Shares in chip stocks were lower, including a $175 billion market cap loss for Nvidia, after ASML reported weak earnings which accidentally came out earlier than expected.
Shares of other firms involved in designing and manufacturing semiconductors powering the generative AI explosion also tumbled, with AMD, Arm Holdings and Broadcom stocks all sliding at least 3.5%.
Dutch firm ASML, which makes hardware used to make the high-tech AI chips and is a close partner of Nvidia, reported earnings ahead of expectations due to a “technical error.” The release included a management warning of “more gradual” growth for ASML, which said it expects 2025 revenues to come in between $32.7 billion to $38.1 billion, well below consensus analyst forecasts of $39.1.
The stock’s drop was its worst since March 2020 and the second-worst day of the last ten years. The earnings popped a recent bubble in AI stocks after analysts talked of explosive demand for AI chips.

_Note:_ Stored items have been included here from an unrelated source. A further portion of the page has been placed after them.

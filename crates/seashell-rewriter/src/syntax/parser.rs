use crate::error::{Error, ErrorCode};
use crate::syntax::ast::*;
use crate::syntax::token::{Channel, Token, TokenKind};

/// Recursive-descent parser over the full token stream. The parser only ever
/// looks at significant tokens; hidden trivia is skipped but stays addressed
/// by every node's `Span` token range for verbatim re-emission.
///
/// Fails with the first error; no recovery is attempted here. Recovery policy
/// lives entirely in `repl::recover`.
pub struct Parser<'a> {
    tokens: &'a [Token],
    /// Raw index of the current significant token.
    pos: usize,
    /// Raw index one past the most recently consumed significant token.
    prev_end: usize,
}

/// Span bookmark: (lo, line, column) of a node's first token.
type Mark = (usize, usize, usize);
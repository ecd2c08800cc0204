//! Evaluator-facing passes: continuation detection and top-level `await`.

use seashell_rewriter::syntax::{lexer::Lexer, parser::Parser};
use seashell_rewriter::{is_recoverable, process_top_level_await, runtime_support_code};

fn parses(source: &str) -> bool {
    Lexer::new(source)
        .tokenize()
        .map(|tokens| Parser::new(&tokens).parse().is_ok())
        .unwrap_or(false)
}

#[test]
fn multi_line_entry_grows_until_complete() {
    // the buffer a REPL would accumulate line by line
    let lines = ["function avg(xs) {", "  let t = 0;", "}"];
    let mut buffer = String::new();
    for (i, line) in lines.iter().enumerate() {
        buffer.push_str(line);
        let complete = i == lines.len() - 1;
        if complete {
            assert!(!is_recoverable(&buffer));
        } else {
            assert!(is_recoverable(&buffer), "expected continuation after {buffer:?}");
            buffer.push('\n');
        }
    }
}

#[test]
fn object_literal_entry_is_a_continuation() {
    assert!(is_recoverable("{ name: 'x',"));
}

#[test]
fn typo_fails_fast_instead_of_prompting() {
    assert!(!is_recoverable("db..coll"));
}

#[test]
fn top_level_await_wrapper_is_parseable() {
    let out = process_top_level_await("let v = await Promise.resolve(41); v + 1").unwrap();
    assert!(out.starts_with("(async () => {"));
    assert!(out.ends_with("})()"));
    assert!(parses(&out), "wrapper did not parse: {out:?}");
}

#[test]
fn wrapper_returns_the_final_expression() {
    let out = process_top_level_await("1 + await Promise.resolve(1)").unwrap();
    assert_eq!(out, "(async () => { return (1 + await Promise.resolve(1))\n})()");
}

#[test]
fn parenthesized_final_expression_stays_valid() {
    let out = process_top_level_await("await p; (1 + 2)").unwrap();
    assert!(parses(&out), "wrapper did not parse: {out:?}");
    assert!(out.contains("return ((1 + 2))"));
}

#[test]
fn var_loop_counter_persists_as_an_assignment() {
    let out = process_top_level_await("for (var i = 0; i < 2; i++) { await p; }").unwrap();
    assert!(parses(&out), "wrapper did not parse: {out:?}");
    assert!(out.contains("(i = 0)"));
    assert!(!out.contains("var"));
}

#[test]
fn redeclaration_across_submissions_is_safe() {
    // both submissions bind `a` by assignment, so the second wrapper cannot
    // hit an already-declared failure
    let first = process_top_level_await("const a = await p").unwrap();
    let second = process_top_level_await("const a = await q").unwrap();
    assert!(first.contains("(a = await p)"));
    assert!(second.contains("(a = await q)"));
    assert!(!first.contains("const"));
}

#[test]
fn no_await_and_top_level_return_both_decline() {
    assert_eq!(process_top_level_await("1 + 1"), None);
    assert_eq!(
        process_top_level_await("return 1; await Promise.resolve(1)"),
        None
    );
}

#[test]
fn support_code_parses_as_a_submission() {
    assert!(parses(runtime_support_code()));
}
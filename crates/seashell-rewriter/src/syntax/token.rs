/// Lexer channel. Hidden tokens (whitespace and comments) are invisible to
/// the parser but kept in the stream so rendering can reproduce them.
#[derive(Debug, Clone, Copy, PartialEq, Eq)]
pub enum Channel {
    Default,
    Hidden,
}

#[derive(Debug, Clone, Copy, PartialEq, Eq)]
pub enum TokenKind {
    // Literals / names. `true`, `false`, `null`, `undefined` and `this`
    // lex as plain identifiers; the rewriter never needs to tell them apart.
    Ident,
    Number,
    Str,
    Template,

    // Keywords
    Var,
    Let,
    Const,
    Function,
    Class,
    Return,
    If,
    Else,
    While,
    For,
    New,
    Await,
    Typeof,

    // Operators
    Assign,      // =
    PlusAssign,  // +=
    MinusAssign, // -=
    StarAssign,  // *=
    SlashAssign, // /=
    EqEq,        // ==
    EqEqEq,      // ===
    BangEq,      // !=
    BangEqEq,    // !==
    Lt,          // <
    LtEq,        // <=
    Gt,          // >
    GtEq,        // >=
    Plus,        // +
    Minus,       // -
    Star,        // *
    Slash,       // /
    Percent,     // %
    PlusPlus,    // ++
    MinusMinus,  // --
    Bang,        // !
    AmpAmp,      // &&
    PipePipe,    // ||
    QuestionQuestion, // ??
    Arrow,       // =>

    // Punctuation
    LParen,    // (
    RParen,    // )
    LBrace,    // {
    RBrace,    // }
    LBracket,  // [
    RBracket,  // ]
    Semi,      // ;
    Comma,     // ,
    Dot,       // .
    Colon,     // :
    Question,  // ?

    // Hidden channel: one token per run of whitespace/comments.
    Trivia,

    Eof,
}

impl TokenKind {
    pub fn is_assign_op(&self) -> bool {
        matches!(
            self,
            Self::Assign | Self::PlusAssign | Self::MinusAssign | Self::StarAssign | Self::SlashAssign
        )
    }

    pub fn is_unary_op(&self) -> bool {
        matches!(
            self,
            Self::Bang | Self::Minus | Self::Plus | Self::Typeof | Self::Await
                | Self::PlusPlus | Self::MinusMinus
        )
    }

    pub fn is_decl_keyword(&self) -> bool {
        matches!(self, Self::Var | Self::Let | Self::Const)
    }
}

/// Maps an identifier string to its keyword token, or returns `Ident`.
pub fn keyword_or_ident(s: &str) -> TokenKind {
    match s {
        "var"      => TokenKind::Var,
        "let"      => TokenKind::Let,
        "const"    => TokenKind::Const,
        "function" => TokenKind::Function,
        "class"    => TokenKind::Class,
        "return"   => TokenKind::Return,
        "if"       => TokenKind::If,
        "else"     => TokenKind::Else,
        "while"    => TokenKind::While,
        "for"      => TokenKind::For,
        "new"      => TokenKind::New,
        "await"    => TokenKind::Await,
        "typeof"   => TokenKind::Typeof,
        _          => TokenKind::Ident,
    }
}

// ─────────────────────────────────────────────────────────────────────────────

#[derive(Debug, Clone)]
pub struct Token {
    pub kind: TokenKind,
    /// Verbatim lexeme, exactly as it appeared in the source.
    pub text: String,
    pub line: usize,
    pub column: usize,
    pub channel: Channel,
}

impl Token {
    pub fn new(kind: TokenKind, text: impl Into<String>, line: usize, column: usize) -> Self {
        let channel = if kind == TokenKind::Trivia { Channel::Hidden } else { Channel::Default };
        Self { kind, text: text.into(), line, column, channel }
    }
}
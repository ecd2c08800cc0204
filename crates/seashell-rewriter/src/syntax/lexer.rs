use crate::error::{Error, ErrorCode};
use crate::syntax::token::{Token, TokenKind, keyword_or_ident};

pub struct Lexer<'a> {
    source: &'a str,
    bytes: &'a [u8],
    pos: usize,
    line: usize,
    column: usize,
}

impl<'a> Lexer<'a> {
    pub fn new(source: &'a str) -> Self {
        Self { source, bytes: source.as_bytes(), pos: 0, line: 1, column: 1 }
    }

    /// Tokenize the whole input. The stream interleaves significant tokens
    /// with at most one hidden `Trivia` token per whitespace/comment run and
    /// always ends with `Eof`. Fails on the first lexical error.
    pub fn tokenize(mut self) -> Result<Vec<Token>, Error> {
        let mut tokens = Vec::new();

        loop {
            if let Some(trivia) = self.lex_trivia()? {
                tokens.push(trivia);
            }

            if self.is_at_end() {
                tokens.push(Token::new(TokenKind::Eof, "", self.line, self.column));
                return Ok(tokens);
            }

            tokens.push(self.next_token()?);
        }
    }

    fn next_token(&mut self) -> Result<Token, Error> {
        let start = self.pos;
        let line = self.line;
        let col = self.column;
        let ch = self.advance();

        let kind = match ch {
            b'(' => TokenKind::LParen,
            b')' => TokenKind::RParen,
            b'{' => TokenKind::LBrace,
            b'}' => TokenKind::RBrace,
            b'[' => TokenKind::LBracket,
            b']' => TokenKind::RBracket,
            b';' => TokenKind::Semi,
            b',' => TokenKind::Comma,
            b'.' => TokenKind::Dot,
            b':' => TokenKind::Colon,
            b'%' => TokenKind::Percent,

            b'?' => {
                if self.peek() == b'?' { self.advance(); TokenKind::QuestionQuestion }
                else { TokenKind::Question }
            }
            b'=' => {
                if self.peek() == b'=' {
                    self.advance();
                    if self.peek() == b'=' { self.advance(); TokenKind::EqEqEq }
                    else { TokenKind::EqEq }
                } else if self.peek() == b'>' { self.advance(); TokenKind::Arrow }
                else { TokenKind::Assign }
            }
            b'!' => {
                if self.peek() == b'=' {
                    self.advance();
                    if self.peek() == b'=' { self.advance(); TokenKind::BangEqEq }
                    else { TokenKind::BangEq }
                } else { TokenKind::Bang }
            }
            b'<' => {
                if self.peek() == b'=' { self.advance(); TokenKind::LtEq }
                else { TokenKind::Lt }
            }
            b'>' => {
                if self.peek() == b'=' { self.advance(); TokenKind::GtEq }
                else { TokenKind::Gt }
            }
            b'+' => {
                if self.peek() == b'+' { self.advance(); TokenKind::PlusPlus }
                else if self.peek() == b'=' { self.advance(); TokenKind::PlusAssign }
                else { TokenKind::Plus }
            }
            b'-' => {
                if self.peek() == b'-' { self.advance(); TokenKind::MinusMinus }
                else if self.peek() == b'=' { self.advance(); TokenKind::MinusAssign }
                else { TokenKind::Minus }
            }
            b'*' => {
                if self.peek() == b'=' { self.advance(); TokenKind::StarAssign }
                else { TokenKind::Star }
            }
            // comments were consumed as trivia, so a slash here is division
            b'/' => {
                if self.peek() == b'=' { self.advance(); TokenKind::SlashAssign }
                else { TokenKind::Slash }
            }
            b'&' => {
                if self.peek() == b'&' { self.advance(); TokenKind::AmpAmp }
                else {
                    return Err(Error::new(ErrorCode::L001, line, col, "unexpected character `&`"));
                }
            }
            b'|' => {
                if self.peek() == b'|' { self.advance(); TokenKind::PipePipe }
                else {
                    return Err(Error::new(ErrorCode::L001, line, col, "unexpected character `|`"));
                }
            }

            b'"' | b'\'' => {
                self.read_string(ch, line, col)?;
                TokenKind::Str
            }
            b'`' => {
                self.read_template(line, col)?;
                TokenKind::Template
            }
            b'0'..=b'9' => {
                self.read_number();
                TokenKind::Number
            }
            b'a'..=b'z' | b'A'..=b'Z' | b'_' | b'$' => {
                self.read_ident();
                keyword_or_ident(&self.source[start..self.pos])
            }

            other => {
                return Err(Error::new(ErrorCode::L001, line, col,
                    format!("unexpected character `{}`", other as char)));
            }
        };

        Ok(Token::new(kind, &self.source[start..self.pos], line, col))
    }

    /// Consume one run of whitespace and comments into a single hidden token.
    fn lex_trivia(&mut self) -> Result<Option<Token>, Error> {
        let start = self.pos;
        let line = self.line;
        let col = self.column;

        loop {
            match self.peek() {
                b' ' | b'\t' | b'\r' | b'\n' => { self.advance(); }
                b'/' if self.peek_next() == b'/' => {
                    while !self.is_at_end() && self.peek() != b'\n' { self.advance(); }
                }
                b'/' if self.peek_next() == b'*' => {
                    let c_line = self.line;
                    let c_col = self.column;
                    self.advance(); // /
                    self.advance(); // *
                    loop {
                        if self.is_at_end() {
                            return Err(Error::new(ErrorCode::L004, c_line, c_col,
                                "unterminated block comment"));
                        }
                        if self.peek() == b'*' && self.peek_next() == b'/' {
                            self.advance();
                            self.advance();
                            break;
                        }
                        self.advance();
                    }
                }
                _ => break,
            }
        }

        if self.pos > start {
            Ok(Some(Token::new(TokenKind::Trivia, &self.source[start..self.pos], line, col)))
        } else {
            Ok(None)
        }
    }

    // ─── Readers ─────────────────────────────────────────────────────────────

    /// Scan a quoted literal without interpreting escapes; the lexeme is kept
    /// verbatim. A backslash-newline pair is a legal line continuation; a raw
    /// newline or end of input is an unterminated literal.
    fn read_string(&mut self, quote: u8, start_line: usize, start_col: usize) -> Result<(), Error> {
        loop {
            if self.is_at_end() {
                return Err(Error::new(ErrorCode::L002, start_line, start_col,
                    "unterminated string literal"));
            }
            match self.peek() {
                b'\n' | b'\r' => {
                    return Err(Error::new(ErrorCode::L002, start_line, start_col,
                        "unterminated string literal"));
                }
                b'\\' => {
                    self.advance();
                    if self.peek() == b'\r' {
                        self.advance();
                        if self.peek() == b'\n' { self.advance(); }
                    } else if !self.is_at_end() {
                        self.advance();
                    }
                }
                c => {
                    self.advance();
                    if c == quote { return Ok(()); }
                }
            }
        }
    }

    /// Templates may span lines. Substitutions are not parsed; the whole
    /// literal up to the closing backtick is one token.
    fn read_template(&mut self, start_line: usize, start_col: usize) -> Result<(), Error> {
        loop {
            if self.is_at_end() {
                return Err(Error::new(ErrorCode::L003, start_line, start_col,
                    "unterminated template literal"));
            }
            match self.advance() {
                b'`' => return Ok(()),
                b'\\' => {
                    if !self.is_at_end() { self.advance(); }
                }
                _ => {}
            }
        }
    }

    fn read_number(&mut self) {
        // radix prefix: 0x / 0o / 0b
        if self.bytes[self.pos - 1] == b'0'
            && matches!(self.peek(), b'x' | b'X' | b'o' | b'O' | b'b' | b'B')
        {
            self.advance();
            while self.peek().is_ascii_alphanumeric() { self.advance(); }
            return;
        }
        while self.peek().is_ascii_digit() { self.advance(); }
        if self.peek() == b'.' && self.peek_next().is_ascii_digit() {
            self.advance();
            while self.peek().is_ascii_digit() { self.advance(); }
        }
        if matches!(self.peek(), b'e' | b'E') {
            let mut i = self.pos + 1;
            if matches!(self.bytes.get(i), Some(b'+') | Some(b'-')) { i += 1; }
            if self.bytes.get(i).is_some_and(|b| b.is_ascii_digit()) {
                while self.pos < i { self.advance(); }
                while self.peek().is_ascii_digit() { self.advance(); }
            }
        }
    }

    fn read_ident(&mut self) {
        while matches!(self.peek(), b'a'..=b'z' | b'A'..=b'Z' | b'0'..=b'9' | b'_' | b'$') {
            self.advance();
        }
    }

    // ─── Primitives ──────────────────────────────────────────────────────────

    fn advance(&mut self) -> u8 {
        let ch = self.bytes[self.pos];
        self.pos += 1;
        if ch == b'\n' { self.line += 1; self.column = 1; }
        else { self.column += 1; }
        ch
    }

    fn peek(&self) -> u8 {
        if self.is_at_end() { 0 } else { self.bytes[self.pos] }
    }

    fn peek_next(&self) -> u8 {
        if self.pos + 1 >= self.bytes.len() { 0 } else { self.bytes[self.pos + 1] }
    }

    fn is_at_end(&self) -> bool {
        self.pos >= self.bytes.len()
    }
}

// ─── Tests ───────────────────────────────────────────────────────────────────

#[cfg(test)]
mod tests {
    use super::*;
    use crate::syntax::token::Channel;

    fn lex(src: &str) -> Vec<Token> {
        Lexer::new(src).tokenize().unwrap()
    }

    fn kinds(src: &str) -> Vec<TokenKind> {
        lex(src)
            .into_iter()
            .filter(|t| t.channel == Channel::Default)
            .map(|t| t.kind)
            .collect()
    }

    fn lex_err(src: &str) -> Error {
        Lexer::new(src).tokenize().unwrap_err()
    }

    #[test]
    fn empty() {
        assert_eq!(kinds(""), vec![TokenKind::Eof]);
    }

    #[test]
    fn member_call_chain() {
        assert_eq!(
            kinds("db.coll.find()"),
            vec![
                TokenKind::Ident, TokenKind::Dot, TokenKind::Ident, TokenKind::Dot,
                TokenKind::Ident, TokenKind::LParen, TokenKind::RParen, TokenKind::Eof,
            ]
        );
    }

    #[test]
    fn keywords() {
        assert_eq!(kinds("var"), vec![TokenKind::Var, TokenKind::Eof]);
        assert_eq!(kinds("await"), vec![TokenKind::Await, TokenKind::Eof]);
        assert_eq!(kinds("function"), vec![TokenKind::Function, TokenKind::Eof]);
        // literals-as-identifiers
        assert_eq!(kinds("true"), vec![TokenKind::Ident, TokenKind::Eof]);
        assert_eq!(kinds("undefined"), vec![TokenKind::Ident, TokenKind::Eof]);
    }

    #[test]
    fn multi_char_operators() {
        assert_eq!(kinds("==="), vec![TokenKind::EqEqEq, TokenKind::Eof]);
        assert_eq!(kinds("!=="), vec![TokenKind::BangEqEq, TokenKind::Eof]);
        assert_eq!(kinds("=>"), vec![TokenKind::Arrow, TokenKind::Eof]);
        assert_eq!(kinds("??"), vec![TokenKind::QuestionQuestion, TokenKind::Eof]);
        assert_eq!(kinds("&&"), vec![TokenKind::AmpAmp, TokenKind::Eof]);
    }

    #[test]
    fn trivia_is_one_hidden_token_per_run() {
        let tokens = lex("a  /* c */ b");
        let texts: Vec<(&str, Channel)> =
            tokens.iter().map(|t| (t.text.as_str(), t.channel)).collect();
        assert_eq!(
            texts,
            vec![
                ("a", Channel::Default),
                ("  /* c */ ", Channel::Hidden),
                ("b", Channel::Default),
                ("", Channel::Default),
            ]
        );
    }

    #[test]
    fn line_comment_is_trivia() {
        let tokens = lex("x // note\ny");
        assert!(tokens.iter().any(|t| t.kind == TokenKind::Trivia && t.text.contains("// note")));
    }

    #[test]
    fn lexemes_are_verbatim() {
        let tokens = lex("0x1F 'a\\'b' `t${x}` 1.5e-3");
        let texts: Vec<&str> = tokens
            .iter()
            .filter(|t| t.channel == Channel::Default && t.kind != TokenKind::Eof)
            .map(|t| t.text.as_str())
            .collect();
        assert_eq!(texts, vec!["0x1F", "'a\\'b'", "`t${x}`", "1.5e-3"]);
    }

    #[test]
    fn string_line_continuation() {
        assert_eq!(kinds("'a\\\nb'"), vec![TokenKind::Str, TokenKind::Eof]);
    }

    #[test]
    fn unterminated_string() {
        assert_eq!(lex_err("'oops").code, ErrorCode::L002);
        assert_eq!(lex_err("'oops\nx'").code, ErrorCode::L002);
    }

    #[test]
    fn unterminated_template() {
        assert_eq!(lex_err("`oops").code, ErrorCode::L003);
    }

    #[test]
    fn unterminated_block_comment() {
        assert_eq!(lex_err("a /* oops").code, ErrorCode::L004);
    }

    #[test]
    fn unexpected_character() {
        assert_eq!(lex_err("a # b").code, ErrorCode::L001);
    }

    #[test]
    fn line_and_column_tracking() {
        let tokens = lex("a\nb");
        let sig: Vec<&Token> = tokens.iter().filter(|t| t.channel == Channel::Default).collect();
        assert_eq!((sig[0].line, sig[0].column), (1, 1));
        assert_eq!((sig[1].line, sig[1].column), (2, 1));
    }
}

There was further bad news for Nvidia and its peers after Bloomberg said the Biden administration was mulling a further ban on exports of chips to certain countries.
The United States is said to be focused on Persian Gulf countries, according to sources, who said the new rules would place a ceiling on export licences for some countries in the interest of national security.
Such a move would hurt the growth outlook for companies such as Nvidia and, alongside the latest ASML demand slump, could see a further correction in the sector.